Condition Description
Printer's Crease at top right corner.
Herman Moll Biography

Herman Moll (c. 1654-1732) was one of the most important London mapmakers in the first half of the eighteenth century.  Moll was probably born in Bremen, Germany, around 1654. He moved to London to escape the Scanian Wars. His earliest work was as an engraver for Moses Pitt on the production of the English Atlas, a failed work which landed Pitt in debtor's prison. Moll also engraved for Sir Jonas Moore, Grenville Collins, John Adair, and the Seller & Price firm. He published his first original maps in the early 1680s and had set up his own shop by the 1690s. 

Moll's work quickly helped him become a member of a group which congregated at Jonathan's Coffee House at Number 20 Exchange Alley, Cornhill, where speculators met to trade stock.

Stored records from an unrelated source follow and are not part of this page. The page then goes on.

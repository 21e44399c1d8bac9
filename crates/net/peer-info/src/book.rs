//! Peer book with Arc-per-peer records for callers that share peers across tasks.

use std::collections::HashMap;
use std::sync::Arc;

use libp2p::PeerId;
use parking_lot::RwLock;
use tracing::{debug, trace};

use crate::identity::PeerIdentity;
use crate::info::PeerInfo;
use crate::set::AddressSetConfig;

/// A record shared between tasks. Writers serialize on the per-peer lock.
pub type SharedPeerInfo<Id = PeerId> = Arc<RwLock<PeerInfo<Id>>>;

/// Peer book configuration.
#[derive(Debug, Clone, Default)]
pub struct PeerBookConfig {
    /// Applied to every record the book creates.
    pub address_set: AddressSetConfig,
}

/// Tracks one [`PeerInfo`] per identity.
///
/// The map lock is held only long enough to clone the `Arc`; address updates
/// then lock the single record.
#[derive(Debug)]
pub struct PeerBook<Id: PeerIdentity = PeerId> {
    config: PeerBookConfig,
    peers: RwLock<HashMap<Id, SharedPeerInfo<Id>>>,
}

impl<Id: PeerIdentity> Default for PeerBook<Id> {
    fn default() -> Self {
        Self::new(PeerBookConfig::default())
    }
}

impl<Id: PeerIdentity> PeerBook<Id> {
    pub fn new(config: PeerBookConfig) -> Self {
        Self {
            config,
            peers: RwLock::new(HashMap::new()),
        }
    }

    pub fn config(&self) -> &PeerBookConfig {
        &self.config
    }

    /// Insert `info`, replacing any record with the same identity.
    ///
    /// Returns the replaced record, if any.
    pub fn insert(&self, info: PeerInfo<Id>) -> Option<SharedPeerInfo<Id>> {
        let id = info.id().clone();
        let old = self
            .peers
            .write()
            .insert(id.clone(), Arc::new(RwLock::new(info)));
        debug!(?id, replaced = old.is_some(), "peer info inserted");
        old
    }

    pub fn get(&self, id: &Id) -> Option<SharedPeerInfo<Id>> {
        self.peers.read().get(id).cloned()
    }

    /// Get or create the record for `id`. New records use the book's address config.
    pub fn get_or_insert(&self, id: Id) -> SharedPeerInfo<Id> {
        if let Some(info) = self.peers.read().get(&id) {
            return Arc::clone(info);
        }

        let mut peers = self.peers.write();
        Arc::clone(peers.entry(id).or_insert_with_key(|id| {
            trace!(?id, "peer info created");
            Arc::new(RwLock::new(PeerInfo::with_config(
                id.clone(),
                self.config.address_set.clone(),
            )))
        }))
    }

    /// Stop tracking `id`. Outstanding `Arc`s stay valid until dropped.
    pub fn remove(&self, id: &Id) -> Option<SharedPeerInfo<Id>> {
        let removed = self.peers.write().remove(id);
        if removed.is_some() {
            debug!(?id, "peer info removed");
        }
        removed
    }

    pub fn contains(&self, id: &Id) -> bool {
        self.peers.read().contains_key(id)
    }

    pub fn len(&self) -> usize {
        self.peers.read().len()
    }

    pub fn is_empty(&self) -> bool {
        self.peers.read().is_empty()
    }

    pub fn ids(&self) -> Vec<Id> {
        self.peers.read().keys().cloned().collect()
    }

    /// Identities whose record has an open connection.
    pub fn connected_ids(&self) -> Vec<Id> {
        self.peers
            .read()
            .iter()
            .filter(|(_, info)| info.read().is_connected())
            .map(|(id, _)| id.clone())
            .collect()
    }

    pub fn clear(&self) {
        self.peers.write().clear();
    }
}

#[cfg(test)]
mod tests {
    use super::*;

    #[derive(Clone, Copy, PartialEq, Eq, Hash, Debug)]
    struct TestId(u64);

    #[test]
    fn test_book_basic() {
        let book: PeerBook<TestId> = PeerBook::default();
        assert!(book.is_empty());

        let info = book.get_or_insert(TestId(1));
        info.write().multiaddrs_mut().add("/ip4/127.0.0.1/tcp/1634").unwrap();

        assert_eq!(book.len(), 1);
        assert!(book.contains(&TestId(1)));

        // same Arc on second lookup
        let again = book.get_or_insert(TestId(1));
        assert!(Arc::ptr_eq(&info, &again));
        assert_eq!(again.read().multiaddrs().len(), 1);
    }

    #[test]
    fn test_book_applies_config() {
        let book: PeerBook<TestId> = PeerBook::new(PeerBookConfig {
            address_set: AddressSetConfig::bounded(1),
        });

        let info = book.get_or_insert(TestId(1));
        assert_eq!(info.read().multiaddrs().config().max_observed, Some(1));
    }

    #[test]
    fn test_book_insert_replaces() {
        let book = PeerBook::default();

        assert!(book.insert(PeerInfo::new(TestId(1))).is_none());

        let mut fresh = PeerInfo::new(TestId(1));
        fresh.multiaddrs_mut().add("/ip4/127.0.0.1/tcp/1").unwrap();
        let old = book.insert(fresh).unwrap();

        assert!(old.read().multiaddrs().is_empty());
        assert_eq!(book.get(&TestId(1)).unwrap().read().multiaddrs().len(), 1);
        assert_eq!(book.len(), 1);
    }

    #[test]
    fn test_book_remove() {
        let book = PeerBook::default();
        let held = book.get_or_insert(TestId(7));

        assert!(book.remove(&TestId(7)).is_some());
        assert!(book.remove(&TestId(7)).is_none());
        assert!(book.get(&TestId(7)).is_none());

        // removal does not invalidate handles already given out
        held.write().connect("/ip4/10.0.0.1/tcp/1").unwrap();
        assert!(held.read().is_connected());
    }

    #[test]
    fn test_book_connected_ids() {
        let book = PeerBook::default();
        for i in 1..=3 {
            book.get_or_insert(TestId(i));
        }
        book.get_or_insert(TestId(2))
            .write()
            .connect("/ip4/127.0.0.1/tcp/2")
            .unwrap();

        assert_eq!(book.connected_ids(), vec![TestId(2)]);
        assert_eq!(book.ids().len(), 3);

        book.clear();
        assert!(book.is_empty());
    }

    #[test]
    fn test_book_concurrent_add_safe() {
        use std::thread;

        let book: Arc<PeerBook<TestId>> = Arc::new(PeerBook::default());
        let mut handles = vec![];

        for _ in 0..2 {
            let book = Arc::clone(&book);
            handles.push(thread::spawn(move || {
                let info = book.get_or_insert(TestId(1));
                info.write()
                    .multiaddrs_mut()
                    .add_safe("/ip4/192.168.1.10/tcp/1634")
                    .unwrap();
            }));
        }

        for handle in handles {
            handle.join().unwrap();
        }

        let info = book.get(&TestId(1)).unwrap();
        assert_eq!(info.read().multiaddrs().len(), 1);
        assert!(info.read().multiaddrs().observed().is_empty());
    }
}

Moll's circle included the scientist Robert Hooke, the archaeologist William Stuckley, the authors Jonathan Swift and Daniel Defoe, and the intellectually-gifted pirates William Dampier, Woodes Rogers and William Hacke. From these contacts, Moll gained a great deal of privileged information that was included in his maps. 

Over the course of his career, he published dozens of geographies, atlases, and histories, not to mention numerous sheet maps. His most famous works are Atlas Geographus, a monthly magazine that ran from 1708 to 1717, and The World Described (1715-54). He also frequently made maps for books, including those of Dampier’s publications and Swift’s Gulliver’s Travels. Moll died in 1732. It is likely that his plates passed to another contemporary, Thomas Bowles, after this death.